⟨
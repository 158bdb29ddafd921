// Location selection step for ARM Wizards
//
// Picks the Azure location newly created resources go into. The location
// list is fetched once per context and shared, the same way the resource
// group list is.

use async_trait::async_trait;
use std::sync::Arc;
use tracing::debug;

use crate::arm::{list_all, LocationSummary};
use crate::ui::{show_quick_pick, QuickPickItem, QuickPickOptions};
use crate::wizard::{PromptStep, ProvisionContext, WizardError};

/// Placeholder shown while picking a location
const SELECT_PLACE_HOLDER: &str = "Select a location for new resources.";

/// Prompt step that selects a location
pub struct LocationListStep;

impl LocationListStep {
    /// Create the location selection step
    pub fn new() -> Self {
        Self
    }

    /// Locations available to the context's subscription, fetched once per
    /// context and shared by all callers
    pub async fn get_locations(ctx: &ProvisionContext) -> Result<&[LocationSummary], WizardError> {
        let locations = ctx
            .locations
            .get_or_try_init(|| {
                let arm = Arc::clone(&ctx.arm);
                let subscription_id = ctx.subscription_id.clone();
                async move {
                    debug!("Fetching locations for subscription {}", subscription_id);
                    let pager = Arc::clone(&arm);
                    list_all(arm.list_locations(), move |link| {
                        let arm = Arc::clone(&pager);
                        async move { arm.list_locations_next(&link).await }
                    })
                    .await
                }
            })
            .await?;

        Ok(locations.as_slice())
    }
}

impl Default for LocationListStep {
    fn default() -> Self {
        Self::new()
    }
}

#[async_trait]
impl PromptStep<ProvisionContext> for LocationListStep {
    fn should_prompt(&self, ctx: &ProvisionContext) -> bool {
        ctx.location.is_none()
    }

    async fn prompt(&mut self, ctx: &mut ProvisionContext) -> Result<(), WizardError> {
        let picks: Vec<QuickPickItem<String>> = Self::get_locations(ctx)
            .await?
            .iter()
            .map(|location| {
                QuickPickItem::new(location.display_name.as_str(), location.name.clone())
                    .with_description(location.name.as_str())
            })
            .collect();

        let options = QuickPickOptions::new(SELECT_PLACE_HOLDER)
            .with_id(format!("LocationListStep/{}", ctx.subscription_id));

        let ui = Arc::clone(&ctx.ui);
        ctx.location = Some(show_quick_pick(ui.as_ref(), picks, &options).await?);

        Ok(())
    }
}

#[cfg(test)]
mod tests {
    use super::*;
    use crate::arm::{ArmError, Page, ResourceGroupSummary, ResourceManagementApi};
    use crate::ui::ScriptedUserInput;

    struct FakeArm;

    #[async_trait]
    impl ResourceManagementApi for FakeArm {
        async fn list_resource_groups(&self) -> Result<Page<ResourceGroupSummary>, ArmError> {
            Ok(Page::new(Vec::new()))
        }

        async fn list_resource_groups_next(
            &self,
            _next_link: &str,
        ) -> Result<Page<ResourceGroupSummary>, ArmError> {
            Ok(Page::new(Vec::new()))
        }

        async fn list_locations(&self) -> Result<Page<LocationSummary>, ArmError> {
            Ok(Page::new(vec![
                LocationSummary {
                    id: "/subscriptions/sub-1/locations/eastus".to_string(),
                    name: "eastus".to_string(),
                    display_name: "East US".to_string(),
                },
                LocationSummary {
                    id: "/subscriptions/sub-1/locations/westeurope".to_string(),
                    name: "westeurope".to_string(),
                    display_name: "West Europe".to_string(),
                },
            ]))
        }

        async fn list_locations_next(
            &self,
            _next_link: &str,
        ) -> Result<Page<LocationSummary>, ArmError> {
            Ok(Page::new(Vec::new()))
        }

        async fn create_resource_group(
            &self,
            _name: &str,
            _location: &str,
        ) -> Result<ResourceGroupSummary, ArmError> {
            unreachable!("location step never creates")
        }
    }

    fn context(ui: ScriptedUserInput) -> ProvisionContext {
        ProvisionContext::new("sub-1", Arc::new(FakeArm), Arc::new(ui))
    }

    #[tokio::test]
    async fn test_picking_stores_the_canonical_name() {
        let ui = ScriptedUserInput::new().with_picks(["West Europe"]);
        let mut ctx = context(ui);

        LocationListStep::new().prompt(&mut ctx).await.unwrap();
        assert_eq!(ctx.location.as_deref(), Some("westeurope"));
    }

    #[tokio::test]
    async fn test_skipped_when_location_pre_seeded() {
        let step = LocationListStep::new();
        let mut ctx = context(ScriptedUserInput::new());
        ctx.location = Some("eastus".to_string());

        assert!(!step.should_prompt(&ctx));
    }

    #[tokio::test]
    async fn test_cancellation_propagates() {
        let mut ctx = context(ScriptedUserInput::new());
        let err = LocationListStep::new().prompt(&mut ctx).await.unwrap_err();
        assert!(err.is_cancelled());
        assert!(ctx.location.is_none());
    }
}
⟩
Work required. Write out every entry verbatim.

Answer section.
repository 158bdb29ddafd921
// Location selection step for ARM Wizards
//
// Picks the Azure location newly created resources go into. The location
// list is fetched once per context and shared, the same way the resource
// group list is.

use async_trait::async_trait;
use std::sync::Arc;
use tracing::debug;

use crate::arm::{list_all, LocationSummary};
use crate::ui::{show_quick_pick, QuickPickItem, QuickPickOptions};
use crate::wizard::{PromptStep, ProvisionContext, WizardError};

/// Placeholder shown while picking a location
const SELECT_PLACE_HOLDER: &str = "Select a location for new resources.";

/// Prompt step that selects a location
pub struct LocationListStep;

impl LocationListStep {
    /// Create the location selection step
    pub fn new() -> Self {
        Self
    }

    /// Locations available to the context's subscription, fetched once per
    /// context and shared by all callers
    pub async fn get_locations(ctx: &ProvisionContext) -> Result<&[LocationSummary], WizardError> {
        let locations = ctx
            .locations
            .get_or_try_init(|| {
                let arm = Arc::clone(&ctx.arm);
                let subscription_id = ctx.subscription_id.clone();
                async move {
                    debug!("Fetching locations for subscription {}", subscription_id);
                    let pager = Arc::clone(&arm);
                    list_all(arm.list_locations(), move |link| {
                        let arm = Arc::clone(&pager);
                        async move { arm.list_locations_next(&link).await }
                    })
                    .await
                }
            })
            .await?;

        Ok(locations.as_slice())
    }
}

impl Default for LocationListStep {
    fn default() -> Self {
        Self::new()
    }
}

#[async_trait]
impl PromptStep<ProvisionContext> for LocationListStep {
    fn should_prompt(&self, ctx: &ProvisionContext) -> bool {
        ctx.location.is_none()
    }

    async fn prompt(&mut self, ctx: &mut ProvisionContext) -> Result<(), WizardError> {
        let picks: Vec<QuickPickItem<String>> = Self::get_locations(ctx)
            .await?
            .iter()
            .map(|location| {
                QuickPickItem::new(location.display_name.as_str(), location.name.clone())
                    .with_description(location.name.as_str())
            })
            .collect();

        let options = QuickPickOptions::new(SELECT_PLACE_HOLDER)
            .with_id(format!("LocationListStep/{}", ctx.subscription_id));

        let ui = Arc::clone(&ctx.ui);
        ctx.location = Some(show_quick_pick(ui.as_ref(), picks, &options).await?);

        Ok(())
    }
}

#[cfg(test)]
mod tests {
    use super::*;
    use crate::arm::{ArmError, Page, ResourceGroupSummary, ResourceManagementApi};
    use crate::ui::ScriptedUserInput;

    struct FakeArm;

    #[async_trait]
    impl ResourceManagementApi for FakeArm {
        async fn list_resource_groups(&self) -> Result<Page<ResourceGroupSummary>, ArmError> {
            Ok(Page::new(Vec::new()))
        }

        async fn list_resource_groups_next(
            &self,
            _next_link: &str,
        ) -> Result<Page<ResourceGroupSummary>, ArmError> {
            Ok(Page::new(Vec::new()))
        }

        async fn list_locations(&self) -> Result<Page<LocationSummary>, ArmError> {
            Ok(Page::new(vec![
                LocationSummary {
                    id: "/subscriptions/sub-1/locations/eastus".to_string(),
                    name: "eastus".to_string(),
                    display_name: "East US".to_string(),
                },
                LocationSummary {
                    id: "/subscriptions/sub-1/locations/westeurope".to_string(),
                    name: "westeurope".to_string(),
                    display_name: "West Europe".to_string(),
                },
            ]))
        }

        async fn list_locations_next(
            &self,
            _next_link: &str,
        ) -> Result<Page<LocationSummary>, ArmError> {
            Ok(Page::new(Vec::new()))
        }

        async fn create_resource_group(
            &self,
            _name: &str,
            _location: &str,
        ) -> Result<ResourceGroupSummary, ArmError> {
            unreachable!("location step never creates")
        }
    }

    fn context(ui: ScriptedUserInput) -> ProvisionContext {
        ProvisionContext::new("sub-1", Arc::new(FakeArm), Arc::new(ui))
    }

    #[tokio::test]
    async fn test_picking_stores_the_canonical_name() {
        let ui = ScriptedUserInput::new().with_picks(["West Europe"]);
        let mut ctx = context(ui);

        LocationListStep::new().prompt(&mut ctx).await.unwrap();
        assert_eq!(ctx.location.as_deref(), Some("westeurope"));
    }

    #[tokio::test]
    async fn test_skipped_when_location_pre_seeded() {
        let step = LocationListStep::new();
        let mut ctx = context(ScriptedUserInput::new());
        ctx.location = Some("eastus".to_string());

        assert!(!step.should_prompt(&ctx));
    }

    #[tokio::test]
    async fn test_cancellation_propagates() {
        let mut ctx = context(ScriptedUserInput::new());
        let err = LocationListStep::new().prompt(&mut ctx).await.unwrap_err();
        assert!(err.is_cancelled());
        assert!(ctx.location.is_none());
    }
}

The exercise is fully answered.